## Activity:
Extract each line of the records below that contains the word "ExtensionRegistry".

(Data records)
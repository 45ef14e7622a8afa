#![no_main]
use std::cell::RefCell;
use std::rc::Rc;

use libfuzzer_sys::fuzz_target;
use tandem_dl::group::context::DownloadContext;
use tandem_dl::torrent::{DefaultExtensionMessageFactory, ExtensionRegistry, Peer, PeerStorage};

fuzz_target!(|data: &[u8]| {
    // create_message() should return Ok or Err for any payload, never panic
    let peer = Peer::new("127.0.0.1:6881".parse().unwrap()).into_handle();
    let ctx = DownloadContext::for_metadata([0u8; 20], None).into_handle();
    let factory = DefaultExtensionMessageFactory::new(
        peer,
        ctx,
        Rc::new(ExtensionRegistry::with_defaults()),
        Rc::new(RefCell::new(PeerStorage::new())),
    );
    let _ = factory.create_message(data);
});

## Answer to the problem:
use tandem_dl::torrent::{DefaultExtensionMessageFactory, ExtensionRegistry, Peer, PeerStorage};
        Rc::new(ExtensionRegistry::with_defaults()),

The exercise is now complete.